**TASK DIRECTIONS:** Every line of the listing should be transcribed exactly, with nothing left out.

**AVAILABLE RECORDS:**

=== Begin Enclosure ===

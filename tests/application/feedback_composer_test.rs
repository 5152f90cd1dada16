use std::collections::BTreeMap;

use oratio::application::services::compose_feedback;

fn scores(pairs: &[(&str, f64)]) -> BTreeMap<String, f64> {
    pairs.iter().map(|(k, v)| (k.to_string(), *v)).collect()
}

#[test]
fn given_strong_scores_when_composing_then_praises_without_advice() {
    let feedback = compose_feedback(&scores(&[
        ("pronunciation", 9.0),
        ("fluency", 8.0),
        ("vocabulary", 9.0),
        ("grammar", 8.0),
    ]));

    assert_eq!(
        feedback.text,
        "Overall performance: 8.5/10. Excellent work! Your speaking skills are very strong. "
    );
    assert_eq!(feedback.suggestions.len(), 4);
}

#[test]
fn given_middle_scores_when_composing_then_uses_progress_tier() {
    let feedback = compose_feedback(&scores(&[
        ("pronunciation", 7.0),
        ("fluency", 6.0),
        ("vocabulary", 7.0),
        ("grammar", 6.0),
    ]));
    assert!(feedback.text.contains("Good effort! You're making solid progress. "));
}

#[test]
fn given_no_scores_when_composing_then_average_is_zero_and_all_advice_given() {
    let feedback = compose_feedback(&BTreeMap::new());

    assert!(feedback.text.starts_with("Overall performance: 0.0/10. Keep practicing!"));
    assert!(feedback.text.contains("Focus on pronunciation and clarity."));
    assert!(feedback.text.contains("Try to speak more smoothly and naturally."));
    assert!(feedback.text.contains("Expand your vocabulary range."));
    assert!(feedback.text.contains("Pay attention to grammar structures."));
}

#[test]
fn given_only_unrelated_criteria_when_composing_then_missing_ones_count_as_weak() {
    let feedback = compose_feedback(&scores(&[("content", 9.0)]));

    assert!(feedback.text.starts_with("Overall performance: 9.0/10. Excellent work!"));
    assert!(feedback.text.contains("Focus on pronunciation and clarity."));
}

=== End Enclosure ===

**YOUR RESPONSE:**
filename tests/application/feedback_composer_test.rs
repository 5152f90cd1dada16
use std::collections::BTreeMap;

use oratio::application::services::compose_feedback;

fn scores(pairs: &[(&str, f64)]) -> BTreeMap<String, f64> {
    pairs.iter().map(|(k, v)| (k.to_string(), *v)).collect()
}

#[test]
fn given_strong_scores_when_composing_then_praises_without_advice() {
    let feedback = compose_feedback(&scores(&[
        ("pronunciation", 9.0),
        ("fluency", 8.0),
        ("vocabulary", 9.0),
        ("grammar", 8.0),
    ]));

    assert_eq!(
        feedback.text,
        "Overall performance: 8.5/10. Excellent work! Your speaking skills are very strong. "
    );
    assert_eq!(feedback.suggestions.len(), 4);
}

#[test]
fn given_middle_scores_when_composing_then_uses_progress_tier() {
    let feedback = compose_feedback(&scores(&[
        ("pronunciation", 7.0),
        ("fluency", 6.0),
        ("vocabulary", 7.0),
        ("grammar", 6.0),
    ]));
    assert!(feedback.text.contains("Good effort! You're making solid progress. "));
}

#[test]
fn given_no_scores_when_composing_then_average_is_zero_and_all_advice_given() {
    let feedback = compose_feedback(&BTreeMap::new());

    assert!(feedback.text.starts_with("Overall performance: 0.0/10. Keep practicing!"));
    assert!(feedback.text.contains("Focus on pronunciation and clarity."));
    assert!(feedback.text.contains("Try to speak more smoothly and naturally."));
    assert!(feedback.text.contains("Expand your vocabulary range."));
    assert!(feedback.text.contains("Pay attention to grammar structures."));
}

#[test]
fn given_only_unrelated_criteria_when_composing_then_missing_ones_count_as_weak() {
    let feedback = compose_feedback(&scores(&[("content", 9.0)]));

    assert!(feedback.text.starts_with("Overall performance: 9.0/10. Excellent work!"));
    assert!(feedback.text.contains("Focus on pronunciation and clarity."));
}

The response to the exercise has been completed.